→ **TASK REQUIREMENTS**
Look below for the line containing "const BACKGROUND: u16 = 0xD021;"; from there through the line containing "ctx.breakpoint();", both lines included, please set down each line exactly and nothing else.

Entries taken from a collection
:::

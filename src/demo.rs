// SPDX-License-Identifier: GPL-3.0-or-later
// Copyright (C) 2026 Erik van der Tier

//! Bundled demo program.
//!
//! Copies a message to the screen through a zero-page pointer, then flashes
//! the border forever. Exercises forward references, both branch directions,
//! zero-page and indirect-indexed addressing, split pointers and the debug
//! records.

use crate::assembler::{unit, CompilationContext, Group};
use crate::error::AsmError;
use crate::instructions::Mnemonic;
use crate::operand::Operand;
use crate::util::{hi, lo};

/// Load address of the demo image.
pub const START: u16 = 0x1000;

const BORDER: u16 = 0xD020;
const BACKGROUND: u16 = 0xD021;
const SCREEN: u16 = 0x0400;
const ZP_PTR: u16 = 0x00FB;
const MESSAGE_PAGE: u16 = 0x1100;

pub fn demo_program() -> Group {
    Group::new("demo")
        .with(unit("init", init))
        .with(unit("copy", copy))
        .with(unit("flash", flash))
        .with(unit("data", data))
}

fn init(ctx: &mut CompilationContext) -> Result<(), AsmError> {
    ctx.define_label_at("zp_ptr", ZP_PTR)?;

    // point zp_ptr at the message
    let message = ctx.resolve("message")?;
    ctx.emit(Mnemonic::Lda, Operand::value(u16::from(lo(message))))?;
    ctx.emit(Mnemonic::Sta, Operand::value(ZP_PTR).zero_page())?;
    ctx.emit(Mnemonic::Lda, Operand::value(u16::from(hi(message))))?;
    ctx.emit(Mnemonic::Sta, Operand::value(ZP_PTR + 1).zero_page())?;

    // black border and background
    ctx.emit(Mnemonic::Lda, Operand::value(0x00))?;
    ctx.emit(Mnemonic::Sta, Operand::value(BORDER))?;
    ctx.emit(Mnemonic::Sta, Operand::value(BACKGROUND))?;
    Ok(())
}

fn copy(ctx: &mut CompilationContext) -> Result<(), AsmError> {
    ctx.define_label("copy")?;
    ctx.emit(Mnemonic::Ldy, Operand::value(0x00))?;
    ctx.define_label("copy_loop")?;
    ctx.emit(Mnemonic::Lda, Operand::label("zp_ptr").y().indirect())?;
    ctx.emit(Mnemonic::Beq, Operand::label("copy_done"))?;
    ctx.emit(Mnemonic::Sta, Operand::value(SCREEN).y())?;
    ctx.emit_implied(Mnemonic::Iny)?;
    ctx.emit(Mnemonic::Bne, Operand::label("copy_loop"))?;
    ctx.define_label("copy_done")?;
    Ok(())
}

fn flash(ctx: &mut CompilationContext) -> Result<(), AsmError> {
    ctx.define_label("flash")?;
    ctx.emit(Mnemonic::Inc, Operand::value(BORDER))?;
    ctx.breakpoint();
    ctx.emit(Mnemonic::Jmp, Operand::label("flash"))?;
    ctx.watch(ZP_PTR, 2);
    Ok(())
}

fn data(ctx: &mut CompilationContext) -> Result<(), AsmError> {
    // message lives on its own page; the serializer fills the gap with zeros
    ctx.jump(MESSAGE_PAGE);
    ctx.define_label("message")?;
    ctx.data_bytes(&screen_codes("HELLO FROM FORGE65"))?;
    ctx.data_bytes(&[0x00])?;

    // screen cursor pointer stored as a split pair
    ctx.define_double("cursor")?;
    ctx.data_word(SCREEN)?;
    Ok(())
}

/// ASCII to C64 screen codes, for the subset the message uses.
fn screen_codes(text: &str) -> Vec<u8> {
    text.bytes()
        .map(|byte| match byte {
            b'A'..=b'Z' => byte - b'A' + 1,
            b' ' => 0x20,
            other => other,
        })
        .collect()
}

#[cfg(test)]
mod tests {
    use super::{demo_program, START};
    use crate::assembler::Assembler;

    #[test]
    fn demo_assembles_and_resolves_the_message_pointer() {
        let mut asm = Assembler::new(START);
        asm.compile(&demo_program()).unwrap();
        let ctx = asm.context();

        // LDA #<message / STA $FB with message at 0x1100
        assert_eq!(ctx.image().read(0x1000), Some(0xA9));
        assert_eq!(ctx.image().read(0x1001), Some(0x00));
        assert_eq!(ctx.image().read(0x1002), Some(0x85));
        assert_eq!(ctx.image().read(0x1003), Some(0xFB));
        assert_eq!(ctx.image().read(0x1004), Some(0xA9));
        assert_eq!(ctx.image().read(0x1005), Some(0x11));

        assert_eq!(ctx.labels().lookup("message"), Some(0x1100));
    }

    #[test]
    fn demo_copy_loop_uses_indirect_indexed_addressing() {
        let mut asm = Assembler::new(START);
        asm.compile(&demo_program()).unwrap();
        let ctx = asm.context();

        assert_eq!(ctx.labels().lookup("copy_loop"), Some(0x1012));
        // LDA ($FB),Y
        assert_eq!(ctx.image().read(0x1012), Some(0xB1));
        assert_eq!(ctx.image().read(0x1013), Some(0xFB));
        // BNE back to copy_loop: -10 as two's complement
        assert_eq!(ctx.image().read(0x101A), Some(0xD0));
        assert_eq!(ctx.image().read(0x101B), Some(0xF6));
    }

    #[test]
    fn demo_collects_debug_records_and_split_pointer() {
        let mut asm = Assembler::new(START);
        asm.compile(&demo_program()).unwrap();
        let ctx = asm.context();

        let dbg = ctx.debug_info();
        assert_eq!(dbg.breakpoints().len(), 1);
        assert_eq!(dbg.watches().len(), 1);

        let cursor_lo = ctx.labels().lookup("cursor_lo").unwrap();
        let cursor_hi = ctx.labels().lookup("cursor_hi").unwrap();
        assert_eq!(cursor_hi, cursor_lo + 1);
        assert_eq!(ctx.image().read(cursor_lo), Some(0x00));
        assert_eq!(ctx.image().read(cursor_hi), Some(0x04));
    }
}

:::

→ **FINISHED TASK**
const BACKGROUND: u16 = 0xD021;
const SCREEN: u16 = 0x0400;
const ZP_PTR: u16 = 0x00FB;
const MESSAGE_PAGE: u16 = 0x1100;

pub fn demo_program() -> Group {
    Group::new("demo")
        .with(unit("init", init))
        .with(unit("copy", copy))
        .with(unit("flash", flash))
        .with(unit("data", data))
}

fn init(ctx: &mut CompilationContext) -> Result<(), AsmError> {
    ctx.define_label_at("zp_ptr", ZP_PTR)?;

    // point zp_ptr at the message
    let message = ctx.resolve("message")?;
    ctx.emit(Mnemonic::Lda, Operand::value(u16::from(lo(message))))?;
    ctx.emit(Mnemonic::Sta, Operand::value(ZP_PTR).zero_page())?;
    ctx.emit(Mnemonic::Lda, Operand::value(u16::from(hi(message))))?;
    ctx.emit(Mnemonic::Sta, Operand::value(ZP_PTR + 1).zero_page())?;

    // black border and background
    ctx.emit(Mnemonic::Lda, Operand::value(0x00))?;
    ctx.emit(Mnemonic::Sta, Operand::value(BORDER))?;
    ctx.emit(Mnemonic::Sta, Operand::value(BACKGROUND))?;
    Ok(())
}

fn copy(ctx: &mut CompilationContext) -> Result<(), AsmError> {
    ctx.define_label("copy")?;
    ctx.emit(Mnemonic::Ldy, Operand::value(0x00))?;
    ctx.define_label("copy_loop")?;
    ctx.emit(Mnemonic::Lda, Operand::label("zp_ptr").y().indirect())?;
    ctx.emit(Mnemonic::Beq, Operand::label("copy_done"))?;
    ctx.emit(Mnemonic::Sta, Operand::value(SCREEN).y())?;
    ctx.emit_implied(Mnemonic::Iny)?;
    ctx.emit(Mnemonic::Bne, Operand::label("copy_loop"))?;
    ctx.define_label("copy_done")?;
    Ok(())
}

fn flash(ctx: &mut CompilationContext) -> Result<(), AsmError> {
    ctx.define_label("flash")?;
    ctx.emit(Mnemonic::Inc, Operand::value(BORDER))?;
    ctx.breakpoint();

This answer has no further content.